Warnings ignored, action delayed: Ontario's road to its most dire COVID crisis
Some experts fear province still not doing enough to calm the pandemic's third wave
When Ontario Premier Doug Ford announced the current stay-at-home order on April 7, he said the province's COVID-19 crisis had become worse than predicted.
"The capacity at the ICUs and these variants have taken off even beyond what they told us," the premier said. "And the second I found out yesterday, immediately I asked them to start writing up the orders."
But modelling presented two months earlier signalled the trouble to come. And on April 1, the week before Ford's announcement, projections showed a new stay-at-home order would be crucial to getting the increasingly devastating third wave under control.
Despite that recommendation — and a letter from 153 ICU doctors imploring the province to take tougher action — Ontario waited nearly another week to issue the order.
Some health experts say the Ford government's failure to act quickly and decisively on dire warnings has exacerbated the disaster and has ultimately cost lives.
"I have been very reluctant to be so assertive, but, at this point in time, there is absolutely nothing that would allow me to conclude otherwise," said Dr.

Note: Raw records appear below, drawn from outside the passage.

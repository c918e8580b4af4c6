use prcard_core::{AppResult, BoundedString};
use serde::{Deserialize, Serialize};

/// Longest accepted chat message, in characters.
pub const MESSAGE_MAX_CHARS: usize = 4000;

/// Longest accepted field id or label, in characters.
pub const FIELD_REFERENCE_MAX_CHARS: usize = 200;

/// Shortest and longest accepted language name, in characters.
pub const USER_LANGUAGE_CHARS: (usize, usize) = (2, 50);

/// A question about one form field, asked in the user's language.
#[derive(Debug, Clone, PartialEq, Eq)]
pub struct ChatRequest {
    message: BoundedString,
    selected_field_id: BoundedString,
    selected_field_label: BoundedString,
    user_language: BoundedString,
}

impl ChatRequest {
    /// Creates a validated chat request.
    pub fn new(
        message: impl Into<String>,
        selected_field_id: impl Into<String>,
        selected_field_label: impl Into<String>,
        user_language: impl Into<String>,
    ) -> AppResult<Self> {
        Ok(Self {
            message: BoundedString::new("message", message, 1, MESSAGE_MAX_CHARS)?,
            selected_field_id: BoundedString::new(
                "selected_field_id",
                selected_field_id,
                1,
                FIELD_REFERENCE_MAX_CHARS,
            )?,
            selected_field_label: BoundedString::new(
                "selected_field_label",
                selected_field_label,
                1,
                FIELD_REFERENCE_MAX_CHARS,
            )?,
            user_language: BoundedString::new(
                "user_language",
                user_language,
                USER_LANGUAGE_CHARS.0,
                USER_LANGUAGE_CHARS.1,
            )?,
        })
    }

    /// Raw user message, before sanitization.
    #[must_use]
    pub fn message(&self) -> &str {
        self.message.as_str()
    }

    /// Form field id the question is about.
    #[must_use]
    pub fn selected_field_id(&self) -> &str {
        self.selected_field_id.as_str()
    }

    /// Human readable label of the selected field.
    #[must_use]
    pub fn selected_field_label(&self) -> &str {
        self.selected_field_label.as_str()
    }

    /// Language the user writes in.
    #[must_use]
    pub fn user_language(&self) -> &str {
        self.user_language.as_str()
    }
}

/// Assistant answer for one chat request.
#[derive(Debug, Clone, Default, PartialEq, Eq, Serialize, Deserialize)]
pub struct ChatReply {
    /// Answer shown to the user.
    pub assistant_answer: String,
    /// English value proposed for the selected field, empty when none.
    pub suggested_fill_en: String,
    /// Sensitivity and service warnings, sanitizer warnings first.
    pub warnings: Vec<String>,
}

impl ChatReply {
    /// Reply sent instead of an answer when the caller is throttled.
    #[must_use]
    pub fn rate_limited(retry_hint: &str) -> Self {
        Self {
            assistant_answer: String::new(),
            suggested_fill_en: String::new(),
            warnings: vec![retry_hint.to_owned()],
        }
    }
}

#[cfg(test)]
mod tests {
    use super::ChatRequest;

    #[test]
    fn chat_request_enforces_length_bounds() {
        assert!(ChatRequest::new("How do I fill this?", "name", "Full name", "English").is_ok());
        assert!(ChatRequest::new("", "name", "Full name", "English").is_err());
        assert!(ChatRequest::new("hi", "name", "Full name", "e").is_err());
        assert!(ChatRequest::new("hi", "x".repeat(201), "Full name", "English").is_err());
        assert!(ChatRequest::new("x".repeat(4000), "name", "Full name", "English").is_ok());
    }
}
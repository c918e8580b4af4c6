//! PDF text string and WinAnsi conversions.

use lopdf::{Object, StringFormat};

const UTF16_BOM: [u8; 2] = [0xFE, 0xFF];
const UTF8_BOM: [u8; 3] = [0xEF, 0xBB, 0xBF];

/// Decodes a PDF text string (UTF-16BE with BOM, UTF-8 with BOM, or
/// PDFDocEncoding approximated as Latin-1).
pub(super) fn decode_text(bytes: &[u8]) -> String {
    if let Some(utf16) = bytes.strip_prefix(&UTF16_BOM) {
        let units = utf16
            .chunks_exact(2)
            .map(|pair| u16::from_be_bytes([pair[0], pair[1]]));
        return char::decode_utf16(units)
            .map(|unit| unit.unwrap_or(char::REPLACEMENT_CHARACTER))
            .collect();
    }

    if let Some(utf8) = bytes.strip_prefix(&UTF8_BOM) {
        return String::from_utf8_lossy(utf8).into_owned();
    }

    bytes.iter().map(|&byte| char::from(byte)).collect()
}

/// Encodes a text string, Latin-1 when possible and UTF-16BE otherwise.
pub(super) fn encode_text(text: &str) -> Object {
    if text.chars().all(|character| u32::from(character) <= 0xFF) {
        let bytes = text.chars().map(|character| character as u8).collect();
        return Object::String(bytes, StringFormat::Literal);
    }

    let mut bytes = UTF16_BOM.to_vec();
    for unit in text.encode_utf16() {
        bytes.extend_from_slice(&unit.to_be_bytes());
    }
    Object::String(bytes, StringFormat::Hexadecimal)
}

/// Bytes for a string drawn with a WinAnsi-encoded standard font.
///
/// Characters outside the encoding become `?`.
pub(super) fn win_ansi_bytes(text: &str) -> Vec<u8> {
    text.chars()
        .map(|character| match character {
            ' '..='~' | '\u{A0}'..='\u{FF}' => character as u8,
            '\u{20AC}' => 0x80,
            '\u{2018}' => 0x91,
            '\u{2019}' => 0x92,
            '\u{201C}' => 0x93,
            '\u{201D}' => 0x94,
            '\u{2013}' => 0x96,
            '\u{2014}' => 0x97,
            _ => b'?',
        })
        .collect()
}

/// Projects a field value object as text. Names keep a leading slash.
pub(super) fn value_to_string(object: &Object) -> Option<String> {
    match object {
        Object::Null => None,
        Object::String(bytes, _) => Some(decode_text(bytes)),
        Object::Name(name) => Some(format!("/{}", String::from_utf8_lossy(name))),
        Object::Integer(value) => Some(value.to_string()),
        Object::Real(value) => Some(value.to_string()),
        Object::Boolean(value) => Some(value.to_string()),
        Object::Array(items) => Some(
            items
                .iter()
                .filter_map(value_to_string)
                .collect::<Vec<_>>()
                .join(", "),
        ),
        _ => None,
    }
}

#[cfg(test)]
mod tests {
    use lopdf::Object;

    use super::{decode_text, encode_text, value_to_string, win_ansi_bytes};

    #[test]
    fn latin1_text_stays_literal() {
        let Object::String(bytes, _) = encode_text("Zoë") else {
            unreachable!("text encodes to a string object");
        };
        assert_eq!(bytes, vec![b'Z', b'o', 0xEB]);
        assert_eq!(decode_text(&bytes), "Zoë");
    }

    #[test]
    fn wide_text_uses_utf16_with_bom() {
        let Object::String(bytes, _) = encode_text("東京") else {
            unreachable!("text encodes to a string object");
        };
        assert_eq!(&bytes[..2], &[0xFE, 0xFF]);
        assert_eq!(decode_text(&bytes), "東京");
    }

    #[test]
    fn win_ansi_replaces_unsupported_characters() {
        assert_eq!(win_ansi_bytes("A€東"), vec![b'A', 0x80, b'?']);
    }

    #[test]
    fn names_keep_their_slash() {
        assert_eq!(
            value_to_string(&Object::Name(b"Yes".to_vec())),
            Some("/Yes".to_owned())
        );
        assert_eq!(value_to_string(&Object::Null), None);
    }
}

Andrew Morris, an infectious diseases specialist at the University of Toronto.
"To suggest that any of this was unpredictable, surprising and occurred any faster than predicted is a fiction."
Predicting a disaster
On Feb. 11, things at least felt like they were looking up.

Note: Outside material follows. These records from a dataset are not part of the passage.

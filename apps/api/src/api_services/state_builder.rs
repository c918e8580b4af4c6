use std::sync::Arc;

use prcard_application::{ChatService, PdfFormService};
use prcard_core::AppError;
use prcard_infrastructure::{FileSourceDocumentStore, LopdfFormEngine};
use tracing::info;

use crate::api_config::ApiConfig;
use crate::state::AppState;

mod gateways;
mod rate_limits;

pub fn build_app_state(config: &ApiConfig) -> Result<AppState, AppError> {
    let source_document_path = config.source_document_path();
    info!(path = %source_document_path.display(), "using PR card source form");

    let pdf_form_service = PdfFormService::new(
        Arc::new(FileSourceDocumentStore::new(source_document_path)),
        Arc::new(LopdfFormEngine::new()),
    );
    let chat_service = ChatService::new(gateways::build_llm_gateway(config)?);
    let rate_limit_service = rate_limits::build_rate_limit_service(config)?;

    Ok(AppState {
        pdf_form_service,
        chat_service,
        rate_limit_service,
        chat_rate_limit_rule: config.chat_rate_limit_rule(),
    })
}
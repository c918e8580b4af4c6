use std::sync::Arc;

use prcard_application::{RateLimitRepository, RateLimitService};
use prcard_core::{AppError, AppResult};
use prcard_infrastructure::{InMemoryRateLimitRepository, RedisRateLimitRepository};

use crate::api_config::{ApiConfig, RateLimitStoreConfig};
use crate::api_services::redis::build_redis_client;

pub(super) fn build_rate_limit_service(config: &ApiConfig) -> AppResult<RateLimitService> {
    let rate_limit_repository: Arc<dyn RateLimitRepository> = match config.rate_limit_store {
        RateLimitStoreConfig::Memory => Arc::new(InMemoryRateLimitRepository::new()),
        RateLimitStoreConfig::Redis => {
            let redis_url = config.redis_url.as_deref().ok_or_else(|| {
                AppError::Validation("REDIS_URL is required when RATE_LIMIT_STORE=redis".to_owned())
            })?;
            Arc::new(RedisRateLimitRepository::new(
                build_redis_client(redis_url)?,
                "prcard:rate_limit",
            ))
        }
    };

    Ok(RateLimitService::new(rate_limit_repository))
}
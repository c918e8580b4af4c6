//! PDF form engine built on `lopdf`.

mod fields;
mod fill;
mod flatten;
mod objects;
mod overlay;
mod security;
mod text;


use lopdf::Document;
use prcard_application::PdfFormEngine;
use prcard_core::{AppError, AppResult};
use prcard_domain::{FieldValues, PdfFieldSet, StampOverlay};

/// `lopdf` implementation of the PDF form engine port.
///
/// Every call parses its own copy of the document, so the engine is
/// stateless and safe to share between requests.
#[derive(Debug, Clone, Copy, Default)]
pub struct LopdfFormEngine;

impl LopdfFormEngine {
    /// Creates a new engine.
    #[must_use]
    pub fn new() -> Self {
        Self
    }

    fn fill(&self, document: &[u8], values: &FieldValues, flatten: bool) -> AppResult<Document> {
        let mut document = open(document)?;
        fill::apply_values(&mut document, values)?;
        if flatten {
            flatten::flatten_fields(&mut document)?;
        }
        fill::request_viewer_appearances(&mut document);
        Ok(document)
    }
}

impl PdfFormEngine for LopdfFormEngine {
    fn read_fields(&self, document: &[u8]) -> AppResult<PdfFieldSet> {
        let document = open(document)?;
        Ok(fields::read_field_values(&document))
    }

    fn fill_fields(
        &self,
        document: &[u8],
        values: &FieldValues,
        flatten: bool,
    ) -> AppResult<Vec<u8>> {
        let mut document = self.fill(document, values, flatten)?;
        save(&mut document)
    }

    fn stamp_overlay(
        &self,
        document: &[u8],
        values: &FieldValues,
        overlay: &StampOverlay,
        flatten: bool,
    ) -> AppResult<Vec<u8>> {
        let mut document = self.fill(document, values, flatten)?;
        overlay::draw_stamps(&mut document, overlay)?;
        save(&mut document)
    }
}

fn open(bytes: &[u8]) -> AppResult<Document> {
    let mut document = Document::load_mem(bytes).map_err(|error| {
        AppError::Validation(format!("document is not a readable PDF: {error}"))
    })?;

    if document.is_encrypted() {
        security::decrypt_document(&mut document)?;
    }
    Ok(document)
}

fn save(document: &mut Document) -> AppResult<Vec<u8>> {
    let mut buffer = Vec::new();
    document
        .save_to(&mut buffer)
        .map_err(|error| AppError::Internal(format!("failed to write PDF: {error}")))?;
    Ok(buffer)
}
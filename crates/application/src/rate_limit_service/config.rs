/// Configuration for a rate limit rule.
#[derive(Debug, Clone)]
pub struct RateLimitRule {
    /// The route or category name (e.g., "chat").
    pub category: String,
    /// Maximum number of accepted requests in the window.
    pub max_attempts: u32,
    /// Sliding window length in seconds.
    pub window_seconds: i64,
}

impl RateLimitRule {
    /// Creates a new rate limit rule.
    #[must_use]
    pub fn new(category: impl Into<String>, max_attempts: u32, window_seconds: i64) -> Self {
        Self {
            category: category.into(),
            max_attempts,
            window_seconds,
        }
    }

    /// Default rule for the chat endpoint: 10 requests per rolling minute.
    #[must_use]
    pub fn chat() -> Self {
        Self::new("chat", 10, 60)
    }
}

Ontario was still under its previous stay-at-home order but cases had been on a downward trajectory for weeks. The third wave was a spectre then, not yet a reality. Still, the situation was precarious.

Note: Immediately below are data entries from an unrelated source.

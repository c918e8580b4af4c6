//! Redis-backed sliding-window rate limit repository.

use std::sync::atomic::{AtomicU64, Ordering};

use async_trait::async_trait;
use chrono::{DateTime, TimeDelta, TimeZone, Utc};
use prcard_application::{AttemptInfo, RateLimitRepository};
use prcard_core::{AppError, AppResult};
use redis::Script;

const TRY_ACQUIRE_SCRIPT: &str = r#"
local key = KEYS[1]
local now_ms = tonumber(ARGV[1])
local window_ms = tonumber(ARGV[2])
local max_attempts = tonumber(ARGV[3])
local member = ARGV[4]

redis.call('ZREMRANGEBYSCORE', key, '-inf', '(' .. (now_ms - window_ms))

local count = redis.call('ZCARD', key)
local accepted = 0
if count < max_attempts then
  redis.call('ZADD', key, now_ms, member)
  count = count + 1
  accepted = 1
end
redis.call('PEXPIRE', key, window_ms)

local oldest_ms = -1
local oldest = redis.call('ZRANGE', key, 0, 0, 'WITHSCORES')
if oldest[2] then
  oldest_ms = tonumber(oldest[2])
end

return {accepted, count, oldest_ms}
"#;

/// Redis implementation of the rate limit repository port.
///
/// Each key is a sorted set of request timestamps; the Lua script makes
/// evict, count and append a single atomic step shared by every instance.
pub struct RedisRateLimitRepository {
    client: redis::Client,
    key_prefix: String,
    sequence: AtomicU64,
}

impl RedisRateLimitRepository {
    /// Creates a repository with a configured Redis client and key prefix.
    #[must_use]
    pub fn new(client: redis::Client, key_prefix: impl Into<String>) -> Self {
        Self {
            client,
            key_prefix: key_prefix.into(),
            sequence: AtomicU64::new(0),
        }
    }

    fn key_for(&self, key: &str) -> String {
        format!("{}:{key}", self.key_prefix)
    }

    /// Sorted-set members must be unique even for requests in the same millisecond.
    fn member_for(&self, now_ms: i64) -> String {
        let sequence = self.sequence.fetch_add(1, Ordering::Relaxed);
        format!("{now_ms}:{}:{sequence}", std::process::id())
    }
}

#[async_trait]
impl RateLimitRepository for RedisRateLimitRepository {
    async fn try_acquire(
        &self,
        key: &str,
        max_attempts: u32,
        window: TimeDelta,
        now: DateTime<Utc>,
    ) -> AppResult<AttemptInfo> {
        let window_ms = window.num_milliseconds();
        if window_ms <= 0 {
            return Err(AppError::Validation(
                "rate limit window must be greater than zero".to_owned(),
            ));
        }

        let now_ms = now.timestamp_millis();
        let mut connection = self
            .client
            .get_multiplexed_async_connection()
            .await
            .map_err(|error| AppError::Internal(format!("failed to connect to redis: {error}")))?;

        let script = Script::new(TRY_ACQUIRE_SCRIPT);
        let (accepted, attempt_count, oldest_ms): (i64, i64, i64) = script
            .key(self.key_for(key))
            .arg(now_ms)
            .arg(window_ms)
            .arg(max_attempts)
            .arg(self.member_for(now_ms))
            .invoke_async(&mut connection)
            .await
            .map_err(|error| {
                AppError::Internal(format!("failed to check redis rate limit: {error}"))
            })?;

        let attempt_count = u32::try_from(attempt_count)
            .map_err(|error| AppError::Internal(format!("invalid redis attempt count: {error}")))?;
        let oldest_attempt_at = if oldest_ms < 0 {
            None
        } else {
            Some(
                Utc.timestamp_millis_opt(oldest_ms)
                    .single()
                    .ok_or_else(|| {
                        AppError::Internal(format!(
                            "invalid redis attempt timestamp: {oldest_ms}"
                        ))
                    })?,
            )
        };

        Ok(AttemptInfo {
            accepted: accepted == 1,
            attempt_count,
            oldest_attempt_at,
        })
    }
}

#[cfg(test)]
mod tests {
    use std::collections::HashSet;

    use chrono::{TimeDelta, Utc};
    use prcard_application::RateLimitRepository;
    use prcard_core::AppError;

    use super::RedisRateLimitRepository;

    fn repository(url: &str, key_prefix: &str) -> RedisRateLimitRepository {
        let client = redis::Client::open(url)
            .unwrap_or_else(|error| panic!("invalid redis url in test: {error}"));
        RedisRateLimitRepository::new(client, key_prefix)
    }

    fn offline_repository() -> RedisRateLimitRepository {
        repository("redis://127.0.0.1:6379/", "prcard:rate")
    }

    #[test]
    fn keys_are_namespaced_by_prefix() {
        let repository = offline_repository();

        assert_eq!(
            repository.key_for("chat:203.0.113.7"),
            "prcard:rate:chat:203.0.113.7"
        );
    }

    #[test]
    fn members_are_unique_within_one_millisecond() {
        let repository = offline_repository();
        let now_ms = 1_700_000_000_000;

        let members: HashSet<String> = (0..100).map(|_| repository.member_for(now_ms)).collect();

        assert_eq!(members.len(), 100);
        assert!(
            members
                .iter()
                .all(|member| member.starts_with("1700000000000:"))
        );
    }

    #[tokio::test]
    async fn empty_window_is_rejected_before_connecting() {
        let repository = offline_repository();

        let result = repository
            .try_acquire("chat:client", 10, TimeDelta::zero(), Utc::now())
            .await;

        assert!(matches!(result, Err(AppError::Validation(_))));
    }

    #[tokio::test]
    async fn sliding_window_refuses_then_recovers() {
        let Ok(redis_url) = std::env::var("REDIS_URL") else {
            return;
        };
        let prefix = format!(
            "prcard:test:{}:{}",
            std::process::id(),
            Utc::now().timestamp_millis()
        );
        let repository = repository(&redis_url, &prefix);
        let window = TimeDelta::seconds(60);
        let start = Utc::now();

        for attempt in 1..=3 {
            let info = repository
                .try_acquire("client", 3, window, start)
                .await
                .unwrap_or_else(|error| panic!("redis acquire failed: {error}"));
            assert!(info.accepted);
            assert_eq!(info.attempt_count, attempt);
        }

        let refused = repository
            .try_acquire("client", 3, window, start + TimeDelta::seconds(1))
            .await
            .unwrap_or_else(|error| panic!("redis acquire failed: {error}"));
        assert!(!refused.accepted);
        assert_eq!(refused.attempt_count, 3);
        assert_eq!(
            refused.oldest_attempt_at.map(|at| at.timestamp_millis()),
            Some(start.timestamp_millis())
        );

        let later = repository
            .try_acquire("client", 3, window, start + TimeDelta::seconds(61))
            .await
            .unwrap_or_else(|error| panic!("redis acquire failed: {error}"));
        assert!(later.accepted);
        assert_eq!(later.attempt_count, 1);
    }
}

That day, Adalsteinn Brown, co-chair of a group of health experts advising the province, presented modelling that suggested if public health measures were lifted, hospitalizations and ICU admissions could quickly soar given the aggressive nature of the B117 variant, which had been first detected in the U.K. and was now spreading in Ontario.
TVO reporter John Michael McGrath asked Brown a stark question: "Am I missing something here? Or is this presentation actually predicting a disaster?"
"No. I don't think you're missing anything," Brown said after a pause.
A key finding of the modelling was that "sticking with the stay-at-home order will help avoid a third wave and third lockdown."
However, buoyed by the lower case counts back then, the Ford government began easing restrictions. On Feb. 16, just five days after Brown's presentation, the stay-at-home order was lifted across most of Ontario. Regions were moved to various levels of restrictions based on the province's colour-coded framework.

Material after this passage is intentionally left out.